Please tally every line in the listing below where the word "build" appears, then give the number and nothing more.

++++++

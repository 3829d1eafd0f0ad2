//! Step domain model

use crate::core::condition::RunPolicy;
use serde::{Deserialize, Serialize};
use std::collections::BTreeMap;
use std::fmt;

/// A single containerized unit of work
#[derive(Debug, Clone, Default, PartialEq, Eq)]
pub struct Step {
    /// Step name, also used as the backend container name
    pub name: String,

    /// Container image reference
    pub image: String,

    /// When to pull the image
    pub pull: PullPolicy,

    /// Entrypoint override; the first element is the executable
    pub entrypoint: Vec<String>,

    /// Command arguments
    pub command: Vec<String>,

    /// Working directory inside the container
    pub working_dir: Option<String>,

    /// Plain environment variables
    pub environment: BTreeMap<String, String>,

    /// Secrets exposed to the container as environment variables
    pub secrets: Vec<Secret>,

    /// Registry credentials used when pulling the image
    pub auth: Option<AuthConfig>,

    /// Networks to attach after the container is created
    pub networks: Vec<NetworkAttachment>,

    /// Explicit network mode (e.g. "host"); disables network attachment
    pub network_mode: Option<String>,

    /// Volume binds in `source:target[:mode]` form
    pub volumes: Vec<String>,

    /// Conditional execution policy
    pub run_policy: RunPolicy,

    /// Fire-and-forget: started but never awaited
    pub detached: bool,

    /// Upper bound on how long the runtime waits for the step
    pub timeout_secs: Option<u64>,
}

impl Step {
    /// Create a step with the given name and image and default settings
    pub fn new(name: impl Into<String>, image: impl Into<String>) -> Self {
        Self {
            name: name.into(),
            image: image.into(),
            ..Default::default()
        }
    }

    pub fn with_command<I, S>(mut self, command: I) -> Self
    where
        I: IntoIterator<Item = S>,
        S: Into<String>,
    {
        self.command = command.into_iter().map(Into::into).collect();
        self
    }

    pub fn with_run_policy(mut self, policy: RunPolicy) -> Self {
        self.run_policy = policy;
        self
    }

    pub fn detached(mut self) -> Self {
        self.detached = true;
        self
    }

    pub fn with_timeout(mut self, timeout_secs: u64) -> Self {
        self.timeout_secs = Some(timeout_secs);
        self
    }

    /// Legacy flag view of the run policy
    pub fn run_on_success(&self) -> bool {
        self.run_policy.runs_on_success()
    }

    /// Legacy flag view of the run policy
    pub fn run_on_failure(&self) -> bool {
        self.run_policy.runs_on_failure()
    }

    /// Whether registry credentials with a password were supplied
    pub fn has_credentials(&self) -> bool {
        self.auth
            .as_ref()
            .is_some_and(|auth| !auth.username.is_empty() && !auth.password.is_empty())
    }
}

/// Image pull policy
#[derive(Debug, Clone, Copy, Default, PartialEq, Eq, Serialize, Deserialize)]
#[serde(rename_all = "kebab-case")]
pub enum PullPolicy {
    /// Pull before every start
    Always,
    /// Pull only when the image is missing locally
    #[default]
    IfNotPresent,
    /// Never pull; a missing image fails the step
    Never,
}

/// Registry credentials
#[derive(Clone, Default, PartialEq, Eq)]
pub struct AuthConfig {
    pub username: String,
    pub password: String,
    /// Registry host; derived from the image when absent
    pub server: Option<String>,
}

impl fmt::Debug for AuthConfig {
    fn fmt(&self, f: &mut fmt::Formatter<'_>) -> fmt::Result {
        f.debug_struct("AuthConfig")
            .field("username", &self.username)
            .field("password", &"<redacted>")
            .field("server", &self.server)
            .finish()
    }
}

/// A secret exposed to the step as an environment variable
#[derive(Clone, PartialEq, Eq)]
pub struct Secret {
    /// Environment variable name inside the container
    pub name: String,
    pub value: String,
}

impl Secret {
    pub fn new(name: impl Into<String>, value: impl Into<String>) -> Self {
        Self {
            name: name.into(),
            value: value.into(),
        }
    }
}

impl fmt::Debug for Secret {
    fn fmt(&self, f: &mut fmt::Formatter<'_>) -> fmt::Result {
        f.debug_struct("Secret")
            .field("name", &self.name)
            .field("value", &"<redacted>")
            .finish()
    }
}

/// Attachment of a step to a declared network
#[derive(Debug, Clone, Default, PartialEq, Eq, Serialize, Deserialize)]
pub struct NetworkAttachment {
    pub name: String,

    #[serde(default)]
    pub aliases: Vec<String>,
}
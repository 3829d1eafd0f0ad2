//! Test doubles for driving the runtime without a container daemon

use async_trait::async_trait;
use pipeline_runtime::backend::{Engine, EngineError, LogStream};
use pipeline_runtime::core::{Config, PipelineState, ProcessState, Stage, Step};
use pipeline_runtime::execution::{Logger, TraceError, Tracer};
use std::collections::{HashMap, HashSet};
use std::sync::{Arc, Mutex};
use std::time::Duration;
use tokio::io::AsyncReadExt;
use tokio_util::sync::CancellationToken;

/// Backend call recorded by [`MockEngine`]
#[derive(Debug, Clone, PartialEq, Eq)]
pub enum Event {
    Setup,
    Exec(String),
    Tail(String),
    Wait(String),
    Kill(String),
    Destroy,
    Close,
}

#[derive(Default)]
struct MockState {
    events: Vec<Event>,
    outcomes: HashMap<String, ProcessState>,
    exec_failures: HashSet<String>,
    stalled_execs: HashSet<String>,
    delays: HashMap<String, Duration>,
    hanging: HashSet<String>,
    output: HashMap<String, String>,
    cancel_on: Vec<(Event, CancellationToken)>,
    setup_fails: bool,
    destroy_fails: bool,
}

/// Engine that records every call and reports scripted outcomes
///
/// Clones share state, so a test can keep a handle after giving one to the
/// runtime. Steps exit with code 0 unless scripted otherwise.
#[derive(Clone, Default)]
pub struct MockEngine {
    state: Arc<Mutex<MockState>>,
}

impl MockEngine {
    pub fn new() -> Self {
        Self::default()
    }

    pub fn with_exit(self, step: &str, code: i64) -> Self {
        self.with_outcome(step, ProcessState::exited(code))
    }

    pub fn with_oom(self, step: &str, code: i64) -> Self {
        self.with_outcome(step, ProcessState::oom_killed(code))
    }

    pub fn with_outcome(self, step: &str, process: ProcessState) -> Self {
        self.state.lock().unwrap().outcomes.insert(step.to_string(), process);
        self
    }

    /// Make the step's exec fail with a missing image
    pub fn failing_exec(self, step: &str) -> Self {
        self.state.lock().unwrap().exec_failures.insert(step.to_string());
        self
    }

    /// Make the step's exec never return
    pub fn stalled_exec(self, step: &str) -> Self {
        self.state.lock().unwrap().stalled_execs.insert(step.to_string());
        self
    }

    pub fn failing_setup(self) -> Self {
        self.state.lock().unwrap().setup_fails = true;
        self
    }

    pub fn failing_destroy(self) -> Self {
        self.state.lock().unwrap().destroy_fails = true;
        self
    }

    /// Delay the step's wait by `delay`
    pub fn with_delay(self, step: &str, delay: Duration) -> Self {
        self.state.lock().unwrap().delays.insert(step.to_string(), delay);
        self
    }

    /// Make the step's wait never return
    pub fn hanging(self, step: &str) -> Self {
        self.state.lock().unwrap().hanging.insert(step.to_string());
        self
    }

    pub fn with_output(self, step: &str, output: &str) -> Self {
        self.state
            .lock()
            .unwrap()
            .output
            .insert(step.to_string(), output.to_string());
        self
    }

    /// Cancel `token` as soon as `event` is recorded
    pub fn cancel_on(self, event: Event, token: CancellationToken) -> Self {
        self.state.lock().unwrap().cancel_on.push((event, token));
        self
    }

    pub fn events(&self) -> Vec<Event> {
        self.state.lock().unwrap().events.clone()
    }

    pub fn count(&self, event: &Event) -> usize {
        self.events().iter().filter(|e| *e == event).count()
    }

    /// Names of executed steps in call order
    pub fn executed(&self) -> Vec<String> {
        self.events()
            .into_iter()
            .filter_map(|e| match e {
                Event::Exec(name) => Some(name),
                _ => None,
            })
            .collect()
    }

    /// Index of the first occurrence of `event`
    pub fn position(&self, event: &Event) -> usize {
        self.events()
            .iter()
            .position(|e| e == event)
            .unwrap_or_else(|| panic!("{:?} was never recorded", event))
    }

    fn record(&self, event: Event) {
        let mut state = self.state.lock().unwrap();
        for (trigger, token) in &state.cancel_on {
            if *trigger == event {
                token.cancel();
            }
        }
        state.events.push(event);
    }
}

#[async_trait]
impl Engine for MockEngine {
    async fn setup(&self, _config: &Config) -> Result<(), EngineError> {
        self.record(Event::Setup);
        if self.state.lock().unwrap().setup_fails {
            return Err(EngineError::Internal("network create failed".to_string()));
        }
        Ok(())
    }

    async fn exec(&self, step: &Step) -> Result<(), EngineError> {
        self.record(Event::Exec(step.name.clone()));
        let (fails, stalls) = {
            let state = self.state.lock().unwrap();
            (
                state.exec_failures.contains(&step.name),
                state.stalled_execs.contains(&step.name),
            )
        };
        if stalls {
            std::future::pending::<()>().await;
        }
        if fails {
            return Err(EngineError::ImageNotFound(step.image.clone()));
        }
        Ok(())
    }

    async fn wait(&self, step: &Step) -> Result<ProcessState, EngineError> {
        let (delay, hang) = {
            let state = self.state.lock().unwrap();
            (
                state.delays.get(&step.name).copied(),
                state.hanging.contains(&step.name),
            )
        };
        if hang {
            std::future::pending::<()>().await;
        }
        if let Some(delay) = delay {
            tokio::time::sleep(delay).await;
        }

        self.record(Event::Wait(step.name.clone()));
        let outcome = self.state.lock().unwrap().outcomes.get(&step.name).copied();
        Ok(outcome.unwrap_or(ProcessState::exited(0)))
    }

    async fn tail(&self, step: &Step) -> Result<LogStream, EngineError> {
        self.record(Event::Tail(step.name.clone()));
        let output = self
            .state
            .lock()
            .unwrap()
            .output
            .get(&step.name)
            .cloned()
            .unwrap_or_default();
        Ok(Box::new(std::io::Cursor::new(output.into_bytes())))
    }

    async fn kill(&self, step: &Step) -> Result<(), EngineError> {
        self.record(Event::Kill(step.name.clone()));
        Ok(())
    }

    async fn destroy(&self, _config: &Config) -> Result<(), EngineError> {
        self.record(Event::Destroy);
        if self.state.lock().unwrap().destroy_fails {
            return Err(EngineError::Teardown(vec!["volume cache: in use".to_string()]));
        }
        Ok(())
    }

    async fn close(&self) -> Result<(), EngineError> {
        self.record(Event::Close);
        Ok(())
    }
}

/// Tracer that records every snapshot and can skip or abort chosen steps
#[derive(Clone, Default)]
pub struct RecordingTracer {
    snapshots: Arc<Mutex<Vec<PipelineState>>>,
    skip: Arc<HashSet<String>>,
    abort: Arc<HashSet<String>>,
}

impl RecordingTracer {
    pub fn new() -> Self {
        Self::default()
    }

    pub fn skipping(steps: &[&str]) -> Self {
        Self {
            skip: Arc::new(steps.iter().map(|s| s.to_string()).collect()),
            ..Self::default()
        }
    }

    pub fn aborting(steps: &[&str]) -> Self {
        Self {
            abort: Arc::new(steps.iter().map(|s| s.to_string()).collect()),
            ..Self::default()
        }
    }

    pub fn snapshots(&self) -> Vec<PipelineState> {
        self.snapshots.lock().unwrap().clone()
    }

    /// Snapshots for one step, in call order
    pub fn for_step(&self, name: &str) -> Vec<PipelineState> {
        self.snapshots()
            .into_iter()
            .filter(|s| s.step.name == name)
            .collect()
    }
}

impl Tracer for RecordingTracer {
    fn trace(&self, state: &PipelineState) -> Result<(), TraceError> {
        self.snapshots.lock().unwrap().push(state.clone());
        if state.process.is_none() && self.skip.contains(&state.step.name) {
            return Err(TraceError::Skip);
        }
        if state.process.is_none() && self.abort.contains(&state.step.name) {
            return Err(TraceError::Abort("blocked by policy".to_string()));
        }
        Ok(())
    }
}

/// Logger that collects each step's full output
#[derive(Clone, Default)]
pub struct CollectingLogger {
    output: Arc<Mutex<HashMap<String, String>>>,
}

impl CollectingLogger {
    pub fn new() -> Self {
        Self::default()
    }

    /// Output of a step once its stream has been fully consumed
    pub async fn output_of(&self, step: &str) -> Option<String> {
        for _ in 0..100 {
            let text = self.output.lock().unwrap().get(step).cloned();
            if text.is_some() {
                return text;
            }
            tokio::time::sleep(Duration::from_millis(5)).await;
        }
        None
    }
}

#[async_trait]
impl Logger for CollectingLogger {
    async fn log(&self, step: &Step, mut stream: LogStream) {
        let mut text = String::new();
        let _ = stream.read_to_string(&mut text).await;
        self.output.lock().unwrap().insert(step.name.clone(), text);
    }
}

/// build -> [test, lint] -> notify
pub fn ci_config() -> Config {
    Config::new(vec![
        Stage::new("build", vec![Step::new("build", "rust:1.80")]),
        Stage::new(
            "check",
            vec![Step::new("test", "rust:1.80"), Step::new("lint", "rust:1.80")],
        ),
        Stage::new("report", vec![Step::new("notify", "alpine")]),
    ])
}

++++++

• [Response] 2